EL High School Closed Friday, as School Board Continues to Face Backlash
East Lansing Public Schools announced just moments ago that the high school will be closed tomorrow, Friday, Jan. 27.
Instruction at the high school today was disrupted earlier by a large student walk-out protest and then another shelter-in-place order.
The administration announced this afternoon, “In order to be proactive and investigate and address our current safety concerns in our building, tonight’s boys basketball games against Okemos have been postponed.”
Meanwhile, East Lansing Public Schools students, parents and teachers are continuing to demand change from the East Lansing Board of Education in the midst of a string of violent events at the school.

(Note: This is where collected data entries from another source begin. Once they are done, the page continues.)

//! Ordered catalog of datasets.
//!
//! The catalog is rebuilt from table names in storage and kept in memory as
//! a copy-on-write list. Structural changes (creating or dropping datasets)
//! serialize on one async exclusive section; readers never wait for them.

use std::collections::BTreeMap;
use std::sync::{Arc, PoisonError, RwLock};

use jobsdb_core::{Dataset, DatasetIndex, TableKind};
use serde::Deserialize;
use tokio::sync::{Mutex, MutexGuard};

use crate::schema::dataset_ddl;
use crate::{Database, DbError, Tables, Transaction};

/// Where a new dataset goes in the order.
#[derive(Debug, Clone, PartialEq, Eq)]
pub enum CreateMode {
    /// After every existing dataset.
    Append,
    /// Immediately before the given dataset.
    InsertBefore(DatasetIndex),
}

/// Dataset tables found in storage.
#[derive(Debug, Default, Clone)]
pub struct StorageScan {
    /// Datasets with both tables present, ascending.
    pub datasets: Vec<Dataset>,
    /// Tables whose partner table is missing.
    pub orphans: Vec<(TableKind, DatasetIndex, String)>,
}

impl StorageScan {
    /// Indices holding at least one table, registered or not.
    fn occupied_indices(&self) -> impl Iterator<Item = &DatasetIndex> {
        self.datasets
            .iter()
            .map(|d| &d.index)
            .chain(self.orphans.iter().map(|(_, index, _)| index))
    }
}

/// Proof that the caller holds the directory's exclusive section.
pub struct DirectoryGuard<'a> {
    _guard: MutexGuard<'a, ()>,
}

#[derive(Debug, Deserialize)]
struct DbInfo {
    #[serde(default)]
    tables: BTreeMap<String, serde_json::Value>,
}

#[derive(Debug, Deserialize)]
struct CountRow {
    count: i64,
}

/// Ordered catalog of the datasets of one queue.
pub struct DatasetDirectory {
    db: Database,
    tables: Tables,
    datasets: RwLock<Arc<Vec<Dataset>>>,
    structure: Mutex<()>,
}

impl DatasetDirectory {
    /// Build the catalog from the tables currently in storage.
    pub async fn load(db: Database, tables: Tables) -> Result<Self, DbError> {
        let directory = Self {
            db,
            tables,
            datasets: RwLock::new(Arc::new(Vec::new())),
            structure: Mutex::new(()),
        };
        directory.refresh().await?;
        Ok(directory)
    }

    pub fn prefix(&self) -> &str {
        self.tables.prefix()
    }

    /// Snapshot of all datasets, ascending by index.
    pub fn list(&self) -> Arc<Vec<Dataset>> {
        self.datasets
            .read()
            .unwrap_or_else(PoisonError::into_inner)
            .clone()
    }

    pub fn get(&self, index: &DatasetIndex) -> Option<Dataset> {
        self.list().iter().find(|d| &d.index == index).cloned()
    }

    pub fn last(&self) -> Option<Dataset> {
        self.list().last().cloned()
    }

    /// The dataset immediately before `index`.
    pub fn previous(&self, index: &DatasetIndex) -> Option<Dataset> {
        self.list()
            .iter()
            .take_while(|d| &d.index < index)
            .last()
            .cloned()
    }

    /// Enter the exclusive section for structural changes.
    pub async fn exclusive(&self) -> DirectoryGuard<'_> {
        DirectoryGuard {
            _guard: self.structure.lock().await,
        }
    }

    /// List the dataset tables present in storage.
    pub async fn scan(&self) -> Result<StorageScan, DbError> {
        let mut result = self.db.query("INFO FOR DB").await?;
        let info: Option<DbInfo> = result.take(0)?;
        let names = info.map(|i| i.tables).unwrap_or_default();

        let mut found: BTreeMap<DatasetIndex, (Option<String>, Option<String>)> = BTreeMap::new();
        for name in names.into_keys() {
            if let Some((kind, index)) = Dataset::parse_table_name(self.prefix(), &name) {
                let entry = found.entry(index).or_default();
                match kind {
                    TableKind::Jobs => entry.0 = Some(name),
                    TableKind::Statuses => entry.1 = Some(name),
                }
            }
        }

        let mut scan = StorageScan::default();
        for (index, tables) in found {
            match tables {
                (Some(_), Some(_)) => scan.datasets.push(Dataset::new(self.prefix(), index)),
                (Some(name), None) => scan.orphans.push((TableKind::Jobs, index, name)),
                (None, Some(name)) => scan.orphans.push((TableKind::Statuses, index, name)),
                (None, None) => {}
            }
        }
        Ok(scan)
    }

    /// Rebuild the catalog from storage.
    pub async fn refresh(&self) -> Result<StorageScan, DbError> {
        let scan = self.scan().await?;
        self.replace(scan.datasets.clone());
        tracing::info!(
            "[{}] Dataset directory loaded: {} datasets, {} orphan tables",
            self.prefix(),
            scan.datasets.len(),
            scan.orphans.len()
        );
        Ok(scan)
    }

    fn replace(&self, datasets: Vec<Dataset>) {
        *self.datasets.write().unwrap_or_else(PoisonError::into_inner) = Arc::new(datasets);
    }

    /// Choose the index of a new dataset.
    ///
    /// Indices already present in storage, orphaned or complete but not
    /// registered, are never reused so that a retried creation cannot
    /// collide with leftovers of a failed one.
    pub fn plan_index(
        datasets: &[Dataset],
        scan: &StorageScan,
        mode: &CreateMode,
    ) -> Result<DatasetIndex, DbError> {
        match mode {
            CreateMode::Append => {
                let top = datasets
                    .iter()
                    .map(|d| &d.index)
                    .chain(scan.occupied_indices())
                    .max();
                Ok(top.map_or_else(DatasetIndex::first, DatasetIndex::next_append))
            }
            CreateMode::InsertBefore(before) => {
                if !datasets.iter().any(|d| &d.index == before) {
                    return Err(DbError::NotFound(format!("dataset {before}")));
                }
                let prev = datasets
                    .iter()
                    .map(|d| &d.index)
                    .chain(scan.occupied_indices())
                    .filter(|index| *index < before)
                    .max();
                DatasetIndex::between(prev, before).ok_or_else(|| {
                    DbError::Query(format!("no room for a dataset before {before}"))
                })
            }
        }
    }

    /// Name the dataset a creation in `mode` would produce.
    pub async fn plan(
        &self,
        _guard: &DirectoryGuard<'_>,
        mode: &CreateMode,
    ) -> Result<Dataset, DbError> {
        let scan = self.scan().await?;
        let index = Self::plan_index(&self.list(), &scan, mode)?;
        Ok(Dataset::new(self.prefix(), index))
    }

    /// Create both tables of `dataset` in one transaction without adding it
    /// to the catalog.
    pub async fn create_tables(
        &self,
        _guard: &DirectoryGuard<'_>,
        dataset: &Dataset,
    ) -> Result<(), DbError> {
        let mut txn = Transaction::new();
        for statement in dataset_ddl(dataset) {
            txn.push(statement);
        }
        txn.commit(&self.db).await?;
        tracing::info!("[{}] Created tables for dataset {}", self.prefix(), dataset.index);
        Ok(())
    }

    /// Make `dataset` visible to readers.
    pub fn register(&self, _guard: &DirectoryGuard<'_>, dataset: Dataset) {
        let mut datasets = self.list().as_ref().clone();
        if datasets.iter().any(|d| d.index == dataset.index) {
            return;
        }
        datasets.push(dataset);
        datasets.sort_by(|a, b| a.index.cmp(&b.index));
        self.replace(datasets);
    }

    /// Plan, create and register a dataset.
    pub async fn create(
        &self,
        guard: &DirectoryGuard<'_>,
        mode: &CreateMode,
    ) -> Result<Dataset, DbError> {
        let dataset = self.plan(guard, mode).await?;
        self.create_tables(guard, &dataset).await?;
        self.register(guard, dataset.clone());
        Ok(dataset)
    }

    /// Remove both tables of the dataset at `index` and forget it.
    pub async fn drop_dataset(
        &self,
        guard: &DirectoryGuard<'_>,
        index: &DatasetIndex,
    ) -> Result<(), DbError> {
        let dataset = Dataset::new(self.prefix(), index.clone());
        self.drop_table(guard, &dataset.jobs_table).await?;
        self.drop_table(guard, &dataset.status_table).await?;

        let datasets: Vec<Dataset> = self
            .list()
            .iter()
            .filter(|d| &d.index != index)
            .cloned()
            .collect();
        self.replace(datasets);

        tracing::warn!("[{}] Dropped dataset {}", self.prefix(), index);
        Ok(())
    }

    /// Number of rows in a dataset table.
    pub async fn row_count(&self, table: &str) -> Result<u64, DbError> {
        let mut result = self
            .db
            .query("SELECT count() AS count FROM type::table($table) GROUP ALL")
            .bind(("table", table.to_string()))
            .await?;

        let rows: Vec<CountRow> = result.take(0)?;
        Ok(rows.into_iter().next().map_or(0, |r| r.count.max(0) as u64))
    }

    /// Remove one dataset table if it exists.
    pub async fn drop_table(
        &self,
        _guard: &DirectoryGuard<'_>,
        table: &str,
    ) -> Result<(), DbError> {
        if Dataset::parse_table_name(self.prefix(), table).is_none() {
            return Err(DbError::InvalidName(format!("not a dataset table: {table}")));
        }
        self.db
            .query(format!("REMOVE TABLE IF EXISTS {table}"))
            .await?
            .check()?;
        Ok(())
    }
}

A petition demanding that the current board president step down is gaining steady support, and the teachers’ union is demanding action.
Concerns have been building but have now reached a boiling point.
At the Monday, Jan. 23, school board meeting, dozens of speakers interacted directly with the board, asking for more accountability for student behavior, wider latitude for school staff to handle problems, increased safety measures and more.
Monday’s meeting came in the wake of reports of a student accidentally dropping a gun in front of a teacher following a fight after a Thursday, Jan. 19, basketball game. But speakers were clear the violence has been ongoing, oppressive and not isolated to a single event.
Parents have been raising concerns for a long time. Asked to advise ELi on what questions to put to school board candidates last fall, many parents named violence in the schools as a concern.
High school parent Ludie Jones spoke at length to the board at the Jan. 9 meeting, saying fights had been breaking out steadily at the school and telling the board, “I don’t feel like we’re being heard.”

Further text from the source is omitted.